Теперь, осознав свой проступок, смог прикинуть и возможные последствия оного. Скажем так, в двадцать первом веке подобные можно было получить за подобное же, но с малолетней– относительно, конечно, потому что здесь всё намного серьёзнее. Если в будущие времена– это обычно означало мордобой, а в некоторых случаях– небо в клеточку, то в нынешние– разборки со смертельным исходом. И возраст сторон в этом моменте никакой роли не играет, учитывается лишь происхождение пострадавшей. А случившееся сейчас– это вам совсем не то же самое, что служанку на сеновале валять…

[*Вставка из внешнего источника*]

//! 📦 Common data structures — the building blocks of timetally
//!
//! 🎬 COLD OPEN — INT. OPEN-PLAN OFFICE — 17:58, FRIDAY
//!
//! Somebody just remembered they have not logged a single hour all week.
//! The timesheet screen loads. The cursor blinks. Five days of "meetings"
//! are typed in under a minute. Each of those rows ends up here, as a
//! [`TimesheetEntry`], carried through the pipeline without judgement.
//!
//! 🦆
//!
//! The entry types don't ask questions. They carry the hours. They are the
//! postal workers of this codebase. Please tip your postal workers.

use chrono::NaiveDate;

/// 🔗 A resolved many-to-one relation, the ERP's way of saying "this row points at that row".
///
/// On the wire it is `[id, "Display Name"]` or a bare `false` when unset.
/// Only the linked shape survives decoding; everything else becomes `None` upstream.
#[derive(Debug, Clone, PartialEq)]
pub struct Relation {
    pub id: i64,
    pub name: String,
}

/// 🎯 One timesheet line — one person, one project, one day, some hours.
///
/// Immutable once decoded, consumed exactly once by the aggregator.
/// Relations are `Option` because an unset relation is a perfectly normal thing
/// for the ERP to hand us. It resolves to an empty display name, never an error.
#[derive(Debug, Clone, PartialEq)]
pub struct TimesheetEntry {
    pub date: NaiveDate,
    pub employee: Option<Relation>,
    pub project: Option<Relation>,
    pub description: String,
    pub hours: f64,
}

impl TimesheetEntry {
    /// 👤 The employee's display name, or `""` when the relation is unset.
    pub fn employee_name(&self) -> &str {
        self.employee.as_ref().map_or("", |r| r.name.as_str())
    }

    /// 🏢 The project's display name, or `""` when the relation is unset.
    pub fn project_name(&self) -> &str {
        self.project.as_ref().map_or("", |r| r.name.as_str())
    }
}

/// ✍️ A new timesheet line waiting to be created remotely.
///
/// Built from a chat message like `2025-02-07|APOLLO|CX-7006|Fixed the thing|3.5`.
/// The task is optional. The hours are not. Nobody gets paid for optional hours.
#[derive(Debug, Clone, PartialEq)]
pub struct TimesheetDraft {
    pub date: NaiveDate,
    pub project: String,
    pub task: Option<String>,
    pub description: String,
    pub hours: f64,
}
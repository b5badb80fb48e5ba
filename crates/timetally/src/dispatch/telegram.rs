//! 💬 Telegram Bot API — just the two calls we need, `getUpdates` and `sendMessage`.
//!
//! Every call is a JSON POST to `<api_url>/bot<token>/<method>`. The API answers with
//! `{"ok": bool, "result": ..., "description": ...}`, and it answers that way on 4xx too,
//! so we read the envelope instead of trusting the status code.

use std::time::Duration;

use anyhow::{Context, Result, bail};
use serde::Deserialize;
use serde::de::DeserializeOwned;
use serde_json::json;
use tracing::{debug, warn};

use crate::app_config::TelegramConfig;

/// ⏳ How long `getUpdates` holds the connection open waiting for news.
pub(crate) const LONG_POLL_SECS: u64 = 60;

#[derive(Debug, Deserialize)]
struct ApiResponse<T> {
    ok: bool,
    description: Option<String>,
    result: Option<T>,
}

#[derive(Debug, Clone, Deserialize)]
pub(crate) struct Update {
    pub(crate) update_id: i64,
    pub(crate) message: Option<IncomingMessage>,
}

#[derive(Debug, Clone, Deserialize)]
pub(crate) struct IncomingMessage {
    pub(crate) chat: Chat,
    pub(crate) text: Option<String>,
}

#[derive(Debug, Clone, Deserialize)]
pub(crate) struct Chat {
    pub(crate) id: i64,
}

/// 📡 A thin client bound to one bot token.
pub(crate) struct TelegramClient {
    http: reqwest::Client,
    /// `<api_url>/bot<token>`, which is a secret, so no derived Debug
    base: String,
}

impl std::fmt::Debug for TelegramClient {
    fn fmt(&self, f: &mut std::fmt::Formatter<'_>) -> std::fmt::Result {
        f.debug_struct("TelegramClient").field("base", &"***").finish()
    }
}

impl TelegramClient {
    pub(crate) fn new(config: &TelegramConfig) -> Result<Self> {
        // -- the client timeout has to outlast the long poll, or every quiet minute is an error
        let http = reqwest::Client::builder()
            .connect_timeout(Duration::from_secs(10))
            .timeout(Duration::from_secs(LONG_POLL_SECS + 15))
            .build()
            .context("💀 The Telegram HTTP client refused to be born")?;
        Ok(Self {
            http,
            base: format!(
                "{}/bot{}",
                config.api_url.trim_end_matches('/'),
                config.bot_token
            ),
        })
    }

    async fn call<T: DeserializeOwned>(&self, method: &str, payload: &serde_json::Value) -> Result<T> {
        let response = self
            .http
            .post(format!("{}/{method}", self.base))
            .json(payload)
            .send()
            .await
            // -- reqwest errors carry the url, and the url carries the token
            .map_err(reqwest::Error::without_url)
            .with_context(|| format!("💀 Telegram {method} did not go through"))?;
        let status = response.status();
        let envelope: ApiResponse<T> = response
            .json()
            .await
            .map_err(reqwest::Error::without_url)
            .with_context(|| format!("💀 Telegram {method} answered HTTP {status} with something that is not JSON"))?;

        if !envelope.ok {
            bail!(
                "💀 Telegram {method} failed (HTTP {status}): {}",
                envelope.description.as_deref().unwrap_or("no description")
            );
        }
        envelope
            .result
            .with_context(|| format!("💀 Telegram {method} said ok but sent no result"))
    }

    /// 📤 Send `text` as Markdown. If Telegram cannot parse the Markdown (an error message
    /// full of underscores will do it), send it again as plain text.
    pub(crate) async fn send_message(&self, chat_id: i64, text: &str) -> Result<()> {
        let markdown = json!({ "chat_id": chat_id, "text": text, "parse_mode": "Markdown" });
        match self.call::<serde_json::Value>("sendMessage", &markdown).await {
            Ok(_) => Ok(()),
            Err(err) if format!("{err:#}").contains("can't parse entities") => {
                debug!("💬 markdown rejected, resending as plain text: {err:#}");
                let plain = json!({ "chat_id": chat_id, "text": text });
                self.call::<serde_json::Value>("sendMessage", &plain).await?;
                Ok(())
            }
            Err(err) => Err(err),
        }
    }

    /// 📥 Everything newer than `offset`, waiting up to `timeout_secs` for something to arrive.
    pub(crate) async fn get_updates(&self, offset: i64, timeout_secs: u64) -> Result<Vec<Update>> {
        let payload = json!({
            "offset": offset,
            "timeout": timeout_secs,
            "allowed_updates": ["message"],
        });
        let updates: Vec<Update> = self.call("getUpdates", &payload).await?;
        if !updates.is_empty() {
            debug!("📥 {} update(s) from Telegram", updates.len());
        }
        Ok(updates)
    }

    /// 📤 Like [`send_message`](Self::send_message), but a failure is only worth a warning.
    pub(crate) async fn reply(&self, chat_id: i64, text: &str) {
        if let Err(err) = self.send_message(chat_id, text).await {
            warn!("📭 could not reply in chat {chat_id}: {err:#}");
        }
    }
}
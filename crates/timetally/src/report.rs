//! 📝 Report — turning sums into sentences.
//!
//! Everything in here is a pure function of its inputs: same aggregate, same roster,
//! same bytes out. No clocks, no I/O, no surprises. The detail lines are rendered here
//! too, but they are streamed by the page workers as they go, not by the summary.

use std::collections::BTreeMap;
use std::fmt::{self, Write};

use crate::aggregate::PipelineSummary;
use crate::common::TimesheetEntry;
use crate::period::DateRange;

/// 🏷️ How a day's hours look next to everyone else's that day.
#[derive(Debug, Clone, Copy, PartialEq, Eq)]
pub enum DayLabel {
    UnderWorked,
    TopPerformer,
    FullyWorked,
}

impl fmt::Display for DayLabel {
    fn fmt(&self, f: &mut fmt::Formatter<'_>) -> fmt::Result {
        f.write_str(match self {
            Self::UnderWorked => "under-worked",
            Self::TopPerformer => "top performer",
            Self::FullyWorked => "fully worked",
        })
    }
}

/// ⚖️ Under the minimum loses to everything. Otherwise, matching the day's maximum
/// makes you a top performer, and every tied employee gets the title.
pub fn day_label(hours: f64, day_max: f64, min_work_hours: f64) -> DayLabel {
    if hours < min_work_hours {
        DayLabel::UnderWorked
    } else if hours == day_max {
        DayLabel::TopPerformer
    } else {
        DayLabel::FullyWorked
    }
}

pub fn render_header(range: &DateRange) -> String {
    format!("Date range: {range}\n\n")
}

/// 📄 One detail record per accepted entry, blank line after.
pub fn render_entry(entry: &TimesheetEntry) -> String {
    format!(
        "Date: {}\nEmployee: {}\nProject: {}\nDescription: {}\nHours: {:.2}\n\n",
        entry.date.format("%Y-%m-%d"),
        entry.employee_name(),
        entry.project_name(),
        entry.description,
        entry.hours
    )
}

/// 📊 Everything after the detail lines: totals, sections, labels, skipped pages, roster.
///
/// `employee` is the `--employee` filter, if any. With a filter, the employee section
/// names just that person instead of listing everyone.
pub fn render_summary(
    summary: &PipelineSummary,
    employee: Option<&str>,
    roster: &BTreeMap<String, f64>,
    min_work_hours: f64,
) -> String {
    let mut out = String::new();
    // -- writing into a String cannot fail
    let _ = write_summary(&mut out, summary, employee, roster, min_work_hours);
    out
}

fn write_summary(
    out: &mut String,
    summary: &PipelineSummary,
    employee: Option<&str>,
    roster: &BTreeMap<String, f64>,
    min_work_hours: f64,
) -> fmt::Result {
    let agg = &summary.aggregate;
    writeln!(out, "\n=== Summary ===\n")?;
    writeln!(out, "Total hours: {:.2}\n", agg.total_hours)?;

    match employee {
        Some(name) => {
            writeln!(out, "Employee: {name}\n")?;
        }
        None => {
            writeln!(out, "Hours by employee:")?;
            for (name, hours) in &agg.hours_by_employee {
                writeln!(out, "{name}: {hours:.2} hours")?;
            }
        }
    }

    writeln!(out, "\nHours by project:")?;
    for (project, hours) in &agg.hours_by_project {
        writeln!(out, "{project}: {hours:.2} hours")?;
    }

    writeln!(out, "\nDaily hours:")?;
    for (day, employees) in &agg.hours_by_day {
        let day_max = employees.values().copied().fold(f64::MIN, f64::max);
        writeln!(out, "\n{}:", day.format("%Y-%m-%d"))?;
        for (name, hours) in employees {
            let label = day_label(*hours, day_max, min_work_hours);
            writeln!(out, "  {name}: {hours:.2} hours ====== {label}")?;
        }
    }

    if !summary.skipped.is_empty() {
        writeln!(
            out,
            "\nSkipped pages ({} of {}), totals above are incomplete:",
            summary.skipped.len(),
            summary.pages_planned
        )?;
        for page in &summary.skipped {
            writeln!(out, "  offset {}: {}", page.offset, page.reason)?;
        }
    }
    if summary.cancelled {
        writeln!(out, "\nRun was cancelled before every page was fetched.")?;
    }

    writeln!(out, "\nRoster:")?;
    for (name, hours) in roster {
        writeln!(out, "{name}: {hours:.2} hours")?;
    }
    Ok(())
}

/// 💬 The short version for chat: range, total, employees, projects. Telegram Markdown.
pub fn render_chat_summary(
    range: &DateRange,
    summary: &PipelineSummary,
    employee: Option<&str>,
) -> String {
    let mut out = String::new();
    let _ = write_chat_summary(&mut out, range, summary, employee);
    out
}

fn write_chat_summary(
    out: &mut String,
    range: &DateRange,
    summary: &PipelineSummary,
    employee: Option<&str>,
) -> fmt::Result {
    let agg = &summary.aggregate;
    writeln!(out, "📊 *Timesheet report summary*\n")?;
    writeln!(out, "Date range: {range}")?;
    writeln!(out, "Total hours: {:.2}\n", agg.total_hours)?;

    writeln!(out, "👥 *Hours by employee:*")?;
    match employee {
        Some(name) => {
            let hours = agg.hours_by_employee.get(name).copied().unwrap_or_default();
            writeln!(out, "{}: {hours:.2}", escape_markdown(name))?;
        }
        None if agg.hours_by_employee.is_empty() => {
            writeln!(out, "No employee hours recorded.")?;
        }
        None => {
            for (name, hours) in &agg.hours_by_employee {
                writeln!(out, "{}: {hours:.2}", escape_markdown(name))?;
            }
        }
    }

    writeln!(out, "\n🏢 *Hours by project:*")?;
    if agg.hours_by_project.is_empty() {
        writeln!(out, "No project hours recorded.")?;
    }
    for (project, hours) in &agg.hours_by_project {
        writeln!(out, "{}: {hours:.2}", escape_markdown(project))?;
    }

    if !summary.skipped.is_empty() {
        writeln!(
            out,
            "\n⚠️ {} page(s) skipped, totals are incomplete.",
            summary.skipped.len()
        )?;
    }
    Ok(())
}

/// 🧼 Legacy Telegram Markdown chokes on stray `_`, `*`, `` ` `` and `[` in names.
pub(crate) fn escape_markdown(raw: &str) -> String {
    let mut escaped = String::with_capacity(raw.len());
    for c in raw.chars() {
        if matches!(c, '_' | '*' | '`' | '[') {
            escaped.push('\\');
        }
        escaped.push(c);
    }
    escaped
}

Мы замерли, в волнении взирая друг на друга, и я мучительно напрягся в попытках сообразить выход из создавшегося сомнительного положения– ведь сам же изменил её статус на гостевой и, выходит, тут же, не желая того, оскорбил. А это уже не просто обида женщине– это неуважение её роду, а оскорбление здесь смывается единственным образом… И что же-надо снова ждать мстителей? Боюсь, такая феодальная жизнь мне быстро надоест…

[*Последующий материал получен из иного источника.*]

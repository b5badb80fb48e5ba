//! 🧬 The codec: `Value` in, angle brackets out, and back again.
//!
//! Encoding is string building with escaping. Decoding reads quick-xml events into a
//! tiny element tree first, then interprets the tree. Two passes, zero tears (some tears).

use std::collections::BTreeMap;

use quick_xml::Reader;
use quick_xml::escape::escape;
use quick_xml::events::Event;

use super::RpcError;
use super::value::Value;

// ===== Encoding =====

/// 📨 Render a `<methodCall>` document for `method` with positional `params`.
pub(crate) fn encode_call(method: &str, params: &[Value]) -> String {
    let mut out = String::with_capacity(256);
    out.push_str(r#"<?xml version="1.0"?><methodCall><methodName>"#);
    out.push_str(&escape(method));
    out.push_str("</methodName><params>");
    for param in params {
        out.push_str("<param>");
        write_value(&mut out, param);
        out.push_str("</param>");
    }
    out.push_str("</params></methodCall>");
    out
}

fn write_value(out: &mut String, value: &Value) {
    out.push_str("<value>");
    match value {
        Value::Int(i) => out.push_str(&format!("<int>{i}</int>")),
        Value::Bool(b) => out.push_str(if *b {
            "<boolean>1</boolean>"
        } else {
            "<boolean>0</boolean>"
        }),
        Value::String(s) => {
            out.push_str("<string>");
            out.push_str(&escape(s.as_str()));
            out.push_str("</string>");
        }
        Value::Double(d) => out.push_str(&format!("<double>{d}</double>")),
        Value::DateTime(dt) => {
            out.push_str("<dateTime.iso8601>");
            out.push_str(&escape(dt.as_str()));
            out.push_str("</dateTime.iso8601>");
        }
        Value::Base64(b64) => {
            out.push_str("<base64>");
            out.push_str(b64);
            out.push_str("</base64>");
        }
        Value::Array(items) => {
            out.push_str("<array><data>");
            for item in items {
                write_value(out, item);
            }
            out.push_str("</data></array>");
        }
        Value::Struct(members) => {
            out.push_str("<struct>");
            for (name, member) in members {
                out.push_str("<member><name>");
                out.push_str(&escape(name.as_str()));
                out.push_str("</name>");
                write_value(out, member);
                out.push_str("</member>");
            }
            out.push_str("</struct>");
        }
        Value::Nil => out.push_str("<nil/>"),
    }
    out.push_str("</value>");
}

// ===== Decoding =====

/// 🌳 A parsed element: its local name, its concatenated text, its child elements.
#[derive(Debug, Default)]
struct Element {
    name: String,
    text: String,
    children: Vec<Element>,
}

impl Element {
    fn named(raw: &[u8]) -> Self {
        Self {
            name: String::from_utf8_lossy(raw).into_owned(),
            ..Self::default()
        }
    }

    fn child(&self, name: &str) -> Option<&Element> {
        self.children.iter().find(|c| c.name == name)
    }
}

fn malformed(msg: impl Into<String>) -> RpcError {
    RpcError::Malformed(msg.into())
}

fn innermost(stack: &mut [Element]) -> Result<&mut Element, RpcError> {
    stack
        .last_mut()
        .ok_or_else(|| malformed("closing tag without an opening tag"))
}

fn parse_document(xml: &str) -> Result<Element, RpcError> {
    let mut reader = Reader::from_str(xml);
    // -- 🌱 the synthetic root catches the document element (and stray whitespace)
    let mut stack = vec![Element::default()];

    loop {
        match reader.read_event() {
            Ok(Event::Start(tag)) => stack.push(Element::named(tag.local_name().as_ref())),
            Ok(Event::Empty(tag)) => {
                let leaf = Element::named(tag.local_name().as_ref());
                innermost(&mut stack)?.children.push(leaf);
            }
            Ok(Event::End(_)) => {
                let done = stack
                    .pop()
                    .ok_or_else(|| malformed("closing tag without an opening tag"))?;
                innermost(&mut stack)?.children.push(done);
            }
            Ok(Event::Text(text)) => {
                let unescaped = text
                    .unescape()
                    .map_err(|e| malformed(format!("bad text node: {e}")))?;
                innermost(&mut stack)?.text.push_str(&unescaped);
            }
            Ok(Event::CData(cdata)) => {
                let raw = cdata.into_inner();
                innermost(&mut stack)?
                    .text
                    .push_str(&String::from_utf8_lossy(&raw));
            }
            Ok(Event::Eof) => break,
            // -- 💤 declarations, comments, processing instructions: scenery
            Ok(_) => {}
            Err(e) => return Err(malformed(format!("XML syntax error: {e}"))),
        }
    }

    match stack.len() {
        1 => stack
            .pop()
            .ok_or_else(|| malformed("document vanished mid-parse")),
        _ => Err(malformed("document ended with unclosed elements")),
    }
}

/// 📬 Decode a `<methodResponse>` into its single return value, or its fault.
pub(crate) fn decode_response(xml: &str) -> Result<Value, RpcError> {
    let document = parse_document(xml)?;
    let response = document
        .child("methodResponse")
        .ok_or_else(|| malformed("missing <methodResponse>"))?;

    if let Some(fault) = response.child("fault") {
        let detail = fault
            .child("value")
            .ok_or_else(|| malformed("<fault> without a <value>"))
            .and_then(decode_value)?;
        // -- 🧯 some servers send numeric fault codes, the ERP often sends strings. we take both.
        let code = match detail.get("faultCode") {
            Some(Value::Int(i)) => i.to_string(),
            Some(Value::String(s)) => s.clone(),
            _ => "unknown".to_string(),
        };
        let message = detail
            .get("faultString")
            .and_then(Value::as_str)
            .unwrap_or_default()
            .to_string();
        return Err(RpcError::Fault { code, message });
    }

    response
        .child("params")
        .and_then(|params| params.child("param"))
        .and_then(|param| param.child("value"))
        .ok_or_else(|| malformed("response has neither <params> nor <fault>"))
        .and_then(decode_value)
}

fn decode_value(node: &Element) -> Result<Value, RpcError> {
    match node.children.first() {
        // -- 📜 an untyped <value> is a string, whitespace and all
        None => Ok(Value::String(node.text.clone())),
        Some(typed) => decode_typed(typed),
    }
}

fn decode_typed(node: &Element) -> Result<Value, RpcError> {
    let text = node.text.trim();
    match node.name.as_str() {
        "int" | "i4" | "i8" => text
            .parse()
            .map(Value::Int)
            .map_err(|_| malformed(format!("'{text}' is not an <{}>", node.name))),
        "boolean" => match text {
            "1" | "true" => Ok(Value::Bool(true)),
            "0" | "false" => Ok(Value::Bool(false)),
            other => Err(malformed(format!("'{other}' is not a <boolean>"))),
        },
        "double" => text
            .parse()
            .map(Value::Double)
            .map_err(|_| malformed(format!("'{text}' is not a <double>"))),
        "string" => Ok(Value::String(node.text.clone())),
        "dateTime.iso8601" => Ok(Value::DateTime(text.to_string())),
        "base64" => Ok(Value::Base64(text.to_string())),
        "nil" => Ok(Value::Nil),
        "array" => {
            let data = node
                .child("data")
                .ok_or_else(|| malformed("<array> without <data>"))?;
            data.children
                .iter()
                .filter(|c| c.name == "value")
                .map(decode_value)
                .collect::<Result<Vec<_>, _>>()
                .map(Value::Array)
        }
        "struct" => {
            let mut members = BTreeMap::new();
            for member in node.children.iter().filter(|c| c.name == "member") {
                let name = member
                    .child("name")
                    .ok_or_else(|| malformed("<member> without <name>"))?;
                let value = member
                    .child("value")
                    .ok_or_else(|| malformed(format!("<member> '{}' without <value>", name.text)))?;
                members.insert(name.text.clone(), decode_value(value)?);
            }
            Ok(Value::Struct(members))
        }
        other => Err(malformed(format!("unknown value type <{other}>"))),
    }
}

И на горизонте теперь проглядываются лишь два выхода: первый заточить её на старое место– и забыть, и второй, на который меня подталкивало в том числе и существование, как мне показалось, взаимной симпатии, а также избыток спирта в крови, зовущий на "подвиги"… Как там, в стареньком фильме Андрей Миронов говорил: “…вы привлекательны, я-чертовски привлекателен. Так чего время терять. Сегодня, в семь, на сеновале”. Ха-ха… Не совсем уж так, но в качестве ориентира вполне актуально. Осталось лишь, набравшись храбрости, сделать первый шаг. А ведь из нас двоих только я знаю, что она уже не замужем…

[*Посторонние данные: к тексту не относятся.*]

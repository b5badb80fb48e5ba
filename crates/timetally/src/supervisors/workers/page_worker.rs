//! 📄 The PageWorker — one page, one permit, one report back to the supervisor.
//!
//! 🎬 *[a worker is spawned. it waits in line at the semaphore like it's the DMV.]*
//!
//! Life of a page:
//! 1. wait for a semaphore permit (or for cancellation, whichever comes first)
//! 2. fetch the page under a timeout, permit held only for the fetch
//! 3. fold the entries into a partial, streaming detail lines to the sink
//! 4. send exactly one [`PageReport`] to the supervisor, folded or skipped
//!
//! A failed, timed-out or cancelled page is not an error here. It is a `Skipped` report
//! with a reason. The only errors are the ones that mean the pipeline itself is broken.

use std::sync::Arc;
use std::time::Duration;

use anyhow::{Context, Result};
use async_channel::Sender;
use tokio::sync::Semaphore;
use tokio::task::JoinHandle;
use tokio_util::sync::CancellationToken;
use tracing::{debug, warn};

use super::Worker;
use crate::aggregate::{Aggregate, EmployeeFilter, Roster, aggregate_page};
use crate::backends::{SourceBackend, TimesheetSource};
use crate::period::DateRange;

/// 📬 What a page worker tells the supervisor. Exactly one per page.
#[derive(Debug)]
pub(crate) enum PageReport {
    Folded {
        offset: usize,
        fetched: usize,
        partial: Aggregate,
    },
    Skipped {
        offset: usize,
        reason: String,
    },
}

/// 🧵 Everything one page needs, cloned in from the supervisor.
#[derive(Debug)]
pub(crate) struct PageWorker {
    pub(crate) offset: usize,
    pub(crate) limit: usize,
    pub(crate) range: DateRange,
    pub(crate) fetch_timeout: Duration,
    pub(crate) source: Arc<SourceBackend>,
    pub(crate) filter: Arc<EmployeeFilter>,
    pub(crate) roster: Roster,
    pub(crate) permits: Arc<Semaphore>,
    pub(crate) cancel: CancellationToken,
    /// 📄 detail lines, on their way to the SinkWorker
    pub(crate) lines: Sender<String>,
    /// 📊 one record count per page, on its way to the progress bar
    pub(crate) progress: Sender<u64>,
    pub(crate) results: Sender<PageReport>,
}

impl PageWorker {
    fn skipped(&self, reason: impl Into<String>) -> PageReport {
        PageReport::Skipped {
            offset: self.offset,
            reason: reason.into(),
        }
    }

    async fn run(&self) -> Result<PageReport> {
        let permit = tokio::select! {
            biased;
            _ = self.cancel.cancelled() => return Ok(self.skipped("cancelled before fetch")),
            permit = self.permits.clone().acquire_owned() => {
                permit.context("💀 the worker semaphore was closed under us")?
            }
        };

        let fetch = tokio::time::timeout(
            self.fetch_timeout,
            self.source.fetch_page(&self.range, self.offset, self.limit),
        );
        let fetched = tokio::select! {
            biased;
            _ = self.cancel.cancelled() => return Ok(self.skipped("cancelled during fetch")),
            fetched = fetch => fetched,
        };
        drop(permit);

        let entries = match fetched {
            Ok(Ok(entries)) => entries,
            Ok(Err(err)) => {
                warn!("⚠️ page at offset {} failed, skipping it: {err:#}", self.offset);
                return Ok(self.skipped(format!("{err:#}")));
            }
            Err(_elapsed) => {
                warn!(
                    "⚠️ page at offset {} timed out after {}s, skipping it",
                    self.offset,
                    self.fetch_timeout.as_secs()
                );
                return Ok(self.skipped(format!(
                    "timed out after {}s",
                    self.fetch_timeout.as_secs()
                )));
            }
        };

        let fetched = entries.len();
        debug!("📄 offset {}: fetched {fetched} entries", self.offset);
        let partial = aggregate_page(entries, &self.filter, &self.roster, &self.lines)
            .await
            .with_context(|| format!("💀 folding the page at offset {} failed", self.offset))?;

        Ok(PageReport::Folded {
            offset: self.offset,
            fetched,
            partial,
        })
    }
}

impl Worker for PageWorker {
    fn start(self) -> JoinHandle<Result<()>> {
        tokio::spawn(async move {
            let report = self.run().await?;
            let fetched = match &report {
                PageReport::Folded { fetched, .. } => *fetched as u64,
                PageReport::Skipped { .. } => 0,
            };
            // -- 📊 the progress bar is a spectator; if it left early, the show goes on
            if self.progress.send(fetched).await.is_err() {
                debug!("📊 progress channel closed, offset {} not counted", self.offset);
            }
            self.results
                .send(report)
                .await
                .context("💀 the supervisor stopped listening before every page reported")?;
            Ok(())
        })
    }
}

Идущий впереди Слизняк, слишком увлеченный своей новой ролью, продолжал удаляться, а вместе с ним и свет от удерживаемого им факела. Маргарита, справившаяся было с первыми эмоциями, опять заволновалась. Оглядываясь на удаляющийся свет, часто задышала, изредка теребя своё платье за витую бахрому. Наконец, более не выдержав двусмысленности положения, нервно облизнула губы и отрывисто обратилась ко мне:
– Ваша Светл…
Но к этому моменту и я уже решился, а звуки, разорвавшие тишину, послужили неким триггером к началу моих действий. Сделал шаг вперёд, мои руки скользнули на талию, а моя щека ощутила бархат её кожи. Она не сопротивлялась, когда мои губы коснулись её, но и не отвечала на мои ласки, будто не с ней это происходило. Единственное, что выдавало её волнение от происходящего– это участившееся дыхание. И когда уже было решил, что всё пропало, я ей противен, или ещё чего похуже, Маргарита как-то судорожно вздохнула, разлепила губы и несмело ответила. И здесь мы на некоторое время потерялись…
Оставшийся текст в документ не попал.